本作の主人公・岡田資中将は、米軍による名古屋大空襲の無差別爆撃の非人道性を主張し、戦争裁判を戦い抜いた。今回トークショーが行われた3月12日は、63年前、名古屋大空襲が起きた日であり、同10日に東京、13・14日には大阪と、各地で大空襲が起き、何万人もの尊い命が失われた。小泉監督は「戦争を直接知っているわけではないが、経験した人から話を通じて学び、想像力を使って考えていくことが大事。当時の経験に耳を傾け、伝えていかなくてはと感じました」と、自らに託された使命を話す。そして「裁判を含め、戦争の矛盾を強く感じた。
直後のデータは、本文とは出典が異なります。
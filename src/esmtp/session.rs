//! Per-connection ESMTP session state machine (§4.2). Generic over the byte
//! stream so the same state machine drives both the plaintext listener and
//! the dedicated TLS listener without duplicating the protocol logic —
//! mirrors the teacher's pattern of writing connection handlers against
//! `AsyncRead + AsyncWrite` rather than a concrete socket type.

use std::collections::HashMap;
use std::sync::Arc;

use tokio::io::{AsyncBufReadExt, AsyncRead, AsyncWrite, AsyncWriteExt, BufReader};
use tracing::warn;

use crate::config::EsmtpConfig;
use crate::esmtp::error::SmtpError;
use crate::model::EmailThreatVector;
use crate::processor::esmtp::EsmtpProcessor;
use crate::util::TruncateDisplay;

#[derive(Debug, Clone, Copy, PartialEq, Eq)]
enum SessionState {
    Greeted,
    HeloOk,
    MailOk,
    RcptOk,
}

pub struct Session<S> {
    stream: BufReader<S>,
    config: EsmtpConfig,
    processor: Arc<EsmtpProcessor>,
    state: SessionState,
    mail_from: Option<String>,
    rcpt_to: Vec<String>,
    /// Whether this connection arrived already wrapped in TLS — governs
    /// whether `STARTTLS` is refused (advertisement-only on the plain port;
    /// real upgrades happen by connecting to the dedicated TLS port).
    is_tls: bool,
}

impl<S> Session<S>
where
    S: AsyncRead + AsyncWrite + Unpin,
{
    pub fn new(stream: S, config: EsmtpConfig, is_tls: bool, processor: Arc<EsmtpProcessor>) -> Self {
        Self {
            stream: BufReader::new(stream),
            config,
            processor,
            state: SessionState::Greeted,
            mail_from: None,
            rcpt_to: Vec::new(),
            is_tls,
        }
    }

    /// STARTTLS is only worth advertising if the server actually has a
    /// certificate/key pair to upgrade with and this connection isn't
    /// already TLS-wrapped.
    fn should_advertise_starttls(&self) -> bool {
        !self.is_tls && self.config.enable_tls && self.config.cert_file.is_some() && self.config.key_file.is_some()
    }

    async fn write_line(&mut self, line: &str) -> Result<(), SmtpError> {
        self.stream.write_all(line.as_bytes()).await?;
        self.stream.write_all(b"\r\n").await?;
        self.stream.flush().await?;
        Ok(())
    }

    async fn read_line(&mut self) -> Result<Option<String>, SmtpError> {
        let mut buf = String::new();
        let n = self.stream.read_line(&mut buf).await?;
        if n == 0 {
            return Ok(None);
        }
        Ok(Some(buf.trim_end_matches(['\r', '\n']).to_string()))
    }

    fn reset_transaction(&mut self) {
        self.state = SessionState::HeloOk;
        self.mail_from = None;
        self.rcpt_to.clear();
    }

    /// Drives the session to completion, returning one parsed email vector
    /// per successful `DATA` transaction. A connection may submit more than
    /// one message before `QUIT`, so the caller loops on this.
    pub async fn run(&mut self) -> Result<Vec<EmailThreatVector>, SmtpError> {
        self.write_line(&format!("220 {} ESMTP sentrybus ready", self.config.hostname)).await?;
        let mut vectors = Vec::new();

        loop {
            let Some(line) = self.read_line().await? else {
                break;
            };
            if line.is_empty() {
                continue;
            }

            let mut parts = line.splitn(2, ' ');
            let verb = parts.next().unwrap_or("").to_uppercase();
            let rest = parts.next().unwrap_or("").trim();

            match verb.as_str() {
                "HELO" | "EHLO" => {
                    self.state = SessionState::HeloOk;
                    let domain = if rest.is_empty() { "there" } else { rest };
                    if verb == "EHLO" {
                        self.write_line(&format!("250-{} Hello {}", self.config.hostname, domain)).await?;
                        self.write_line("250-8BITMIME").await?;
                        self.write_line(&format!("250-SIZE {}", self.config.max_message_size)).await?;
                        if self.should_advertise_starttls() {
                            self.write_line("250-STARTTLS").await?;
                        }
                        self.write_line("250 HELP").await?;
                    } else {
                        self.write_line(&format!("250 {} Hello {}", self.config.hostname, domain)).await?;
                    }
                }
                "MAIL" => {
                    if self.state == SessionState::Greeted {
                        self.write_line("503 Bad sequence of commands, send HELO/EHLO first").await?;
                        continue;
                    }
                    match extract_address(rest, "FROM:") {
                        Some(addr) => {
                            self.mail_from = Some(addr);
                            self.rcpt_to.clear();
                            self.state = SessionState::MailOk;
                            self.write_line("250 OK").await?;
                        }
                        None => self.write_line("501 Syntax error in MAIL FROM").await?,
                    }
                }
                "RCPT" => {
                    if !matches!(self.state, SessionState::MailOk | SessionState::RcptOk) {
                        self.write_line("503 Bad sequence of commands, send MAIL FROM first").await?;
                        continue;
                    }
                    match extract_address(rest, "TO:") {
                        Some(addr) => {
                            self.rcpt_to.push(addr);
                            self.state = SessionState::RcptOk;
                            self.write_line("250 OK").await?;
                        }
                        None => self.write_line("501 Syntax error in RCPT TO").await?,
                    }
                }
                "DATA" => {
                    if self.state != SessionState::RcptOk {
                        self.write_line("503 Bad sequence of commands, need at least one RCPT TO").await?;
                        continue;
                    }
                    self.write_line("354 Start mail input; end with <CRLF>.<CRLF>").await?;
                    match self.read_data().await {
                        Ok(mut vector) => {
                            let request_id = crate::ids::request_id();
                            let response = self.processor.review_vector(&request_id, &mut vector).await;
                            if response.success {
                                self.write_line("250 OK: Message accepted for threat analysis").await?;
                                vectors.push(vector);
                            } else {
                                warn!(
                                    subject = %TruncateDisplay::new(&vector.subject, 80),
                                    message = %response.message,
                                    "email vector failed threat analysis submission"
                                );
                                self.write_line("451 Temporary failure - threat analysis error").await?;
                            }
                        }
                        Err(SmtpError::MessageTooLarge) => {
                            self.write_line("552 Message exceeds the maximum allowed size").await?;
                        }
                        Err(e) => return Err(e),
                    }
                    self.reset_transaction();
                }
                "RSET" => {
                    self.reset_transaction();
                    self.write_line("250 OK").await?;
                }
                "NOOP" => self.write_line("250 OK").await?,
                "STARTTLS" => {
                    if self.is_tls {
                        self.write_line("503 Connection is already using TLS").await?;
                    } else {
                        self.write_line("454 TLS not available on this port, connect to the TLS port instead").await?;
                    }
                }
                "QUIT" => {
                    self.write_line(&format!("221 {} closing connection", self.config.hostname)).await?;
                    break;
                }
                _ => self.write_line("502 Command not implemented").await?,
            }
        }

        Ok(vectors)
    }

    async fn read_data(&mut self) -> Result<EmailThreatVector, SmtpError> {
        let mut raw = String::new();
        loop {
            let Some(line) = self.read_line().await? else {
                break;
            };
            if line == "." {
                break;
            }
            let unstuffed = if let Some(stripped) = line.strip_prefix('.') { stripped } else { line.as_str() };
            raw.push_str(unstuffed);
            raw.push('\n');

            if raw.len() > self.config.max_message_size {
                return Err(SmtpError::MessageTooLarge);
            }
        }

        let (headers, body) = split_headers_and_body(&raw);
        let subject = headers.get("subject").cloned().unwrap_or_default();

        Ok(EmailThreatVector::new(
            self.mail_from.clone().unwrap_or_default(),
            self.rcpt_to.clone(),
            subject,
            body,
            headers,
            Vec::new(),
        ))
    }
}

/// Pulls the address out of `MAIL FROM:<addr>` / `RCPT TO:<addr>`, tolerant
/// of missing angle brackets and trailing ESMTP parameters.
fn extract_address(rest: &str, keyword: &str) -> Option<String> {
    let rest = rest.strip_prefix(keyword)?.trim();
    let addr_part = rest.split_whitespace().next().unwrap_or(rest);
    let addr = addr_part.trim_start_matches('<').trim_end_matches('>');
    if addr.is_empty() {
        None
    } else {
        Some(addr.to_string())
    }
}

fn split_headers_and_body(raw: &str) -> (HashMap<String, String>, String) {
    let mut headers = HashMap::new();
    let mut lines = raw.lines();
    let mut body_lines = Vec::new();

    for line in lines.by_ref() {
        if line.is_empty() {
            break;
        }
        if let Some((key, value)) = line.split_once(':') {
            headers.insert(key.trim().to_lowercase(), value.trim().to_string());
        }
    }
    for line in lines {
        body_lines.push(line);
    }

    (headers, body_lines.join("\n"))
}

#[cfg(test)]
mod tests {
    use super::*;
    use crate::ai::stub::StubCommunityClient;
    use tokio::io::duplex;

    fn config() -> EsmtpConfig {
        EsmtpConfig::default()
    }

    fn processor() -> Arc<EsmtpProcessor> {
        Arc::new(EsmtpProcessor::new(config(), Arc::new(StubCommunityClient::new())))
    }

    #[tokio::test]
    async fn happy_path_produces_one_vector() {
        let (client, server) = duplex(4096);
        let mut session = Session::new(server, config(), false, processor());
        let handle = tokio::spawn(async move { session.run().await });

        let mut client = BufReader::new(client);
        let mut line = String::new();
        client.read_line(&mut line).await.unwrap();
        assert!(line.starts_with("220"));

        client.write_all(b"HELO client.example\r\n").await.unwrap();
        client.read_line(&mut String::new()).await.unwrap();

        client.write_all(b"MAIL FROM:<a@example.com>\r\n").await.unwrap();
        client.read_line(&mut String::new()).await.unwrap();

        client.write_all(b"RCPT TO:<b@example.com>\r\n").await.unwrap();
        client.read_line(&mut String::new()).await.unwrap();

        client.write_all(b"DATA\r\n").await.unwrap();
        client.read_line(&mut String::new()).await.unwrap();

        client
            .write_all(b"Subject: hello\r\n\r\nThis is the body.\r\n.\r\n")
            .await
            .unwrap();
        let mut resp = String::new();
        client.read_line(&mut resp).await.unwrap();
        assert!(resp.starts_with("250"));

        client.write_all(b"QUIT\r\n").await.unwrap();
        client.read_line(&mut String::new()).await.unwrap();

        let vectors = handle.await.unwrap().unwrap();
        assert_eq!(vectors.len(), 1);
        assert_eq!(vectors[0].from, "a@example.com");
        assert_eq!(vectors[0].to, vec!["b@example.com".to_string()]);
        assert_eq!(vectors[0].subject, "hello");
        assert_eq!(vectors[0].body, "This is the body.");
    }

    #[tokio::test]
    async fn ehlo_advertises_size_and_8bitmime_but_not_starttls_when_disabled() {
        let (client, server) = duplex(4096);
        let mut session = Session::new(server, config(), false, processor());
        let handle = tokio::spawn(async move { session.run().await });

        let mut client = BufReader::new(client);
        client.read_line(&mut String::new()).await.unwrap();

        client.write_all(b"EHLO client.example\r\n").await.unwrap();
        let mut lines = Vec::new();
        loop {
            let mut line = String::new();
            client.read_line(&mut line).await.unwrap();
            let done = line.starts_with("250 ");
            lines.push(line);
            if done {
                break;
            }
        }
        assert!(lines[0].contains("Hello client.example"));
        assert!(lines.iter().any(|l| l.contains("8BITMIME")));
        assert!(lines.iter().any(|l| l.contains("SIZE")));
        assert!(!lines.iter().any(|l| l.contains("STARTTLS")));
        assert!(lines.last().unwrap().starts_with("250 HELP"));

        client.write_all(b"QUIT\r\n").await.unwrap();
        client.read_line(&mut String::new()).await.unwrap();
        handle.await.unwrap().unwrap();
    }

    #[tokio::test]
    async fn rcpt_before_mail_is_rejected() {
        let (client, server) = duplex(4096);
        let mut session = Session::new(server, config(), false, processor());
        let handle = tokio::spawn(async move { session.run().await });

        let mut client = BufReader::new(client);
        client.read_line(&mut String::new()).await.unwrap();

        client.write_all(b"HELO client.example\r\n").await.unwrap();
        client.read_line(&mut String::new()).await.unwrap();

        client.write_all(b"RCPT TO:<b@example.com>\r\n").await.unwrap();
        let mut resp = String::new();
        client.read_line(&mut resp).await.unwrap();
        assert!(resp.starts_with("503"));

        client.write_all(b"QUIT\r\n").await.unwrap();
        client.read_line(&mut String::new()).await.unwrap();
        handle.await.unwrap().unwrap();
    }

    #[tokio::test]
    async fn starttls_on_plain_port_is_refused() {
        let (client, server) = duplex(4096);
        let mut session = Session::new(server, config(), false, processor());
        let handle = tokio::spawn(async move { session.run().await });

        let mut client = BufReader::new(client);
        client.read_line(&mut String::new()).await.unwrap();

        client.write_all(b"STARTTLS\r\n").await.unwrap();
        let mut resp = String::new();
        client.read_line(&mut resp).await.unwrap();
        assert!(resp.starts_with("454"));

        client.write_all(b"QUIT\r\n").await.unwrap();
        client.read_line(&mut String::new()).await.unwrap();
        handle.await.unwrap().unwrap();
    }
}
でも、法廷で(日米の)お互いが調和していくことが美しく、それを表現した」と、映画に込めた想いを語った。

東京大空襲で家族を亡くし、この体験を『うしろの正面だあれ』で伝えてきた海老名さん。「本当に素晴らしい、後世に残る立派な映画を観させていただきまして、ありがとうございました。映画では日本人の心が表れていると感じました。東京大空襲の映像も取り上げていただき、ありがたい気持ちになりました」と監督へ感謝の気持ちを表した。岡田中将に対しても感銘を受けたようで、「戦争は人を殺し、むごい殺し方もするけれど、私は心の片隅で敵兵でも助けようと思った。それは人間の愛であり、情であると思う。岡田中将も部下、家族、友を愛する立派な方でした。心から尊敬の念を持ちました」と語った。

また、この日出席できなかった主演の藤田まことさんからもメッセージが到着。「終戦間近のとき、私は12歳で集団疎開のため京都にいました。京都から見た大阪の空が真っ赤に染まっていたことを覚えています。『明日への遺言』という映画が平和について多くの人に考えていただくきっかけになればと願っています。いつかきっと戦争のない平和な世界が来てほしい」という言葉が会場へ贈られた。

3人から発せられた熱い思いに、多くの観客が大粒の涙を流す姿が見られた今回のトークショー。これに並行して、「千羽鶴に託す平和へのねがい」と題した祈念イベントもスタート。藤田さんと小泉監督によって、岡田中将の墓前に完成した千羽鶴がたむけられるという。日本人が決して忘れてはならない、戦争という歴史。体験者から直接語られることが少なくなったいま、もう一度心に留めておきたい。

『明日への遺言』は渋谷東急ほか全国松竹・東急系にて公開中。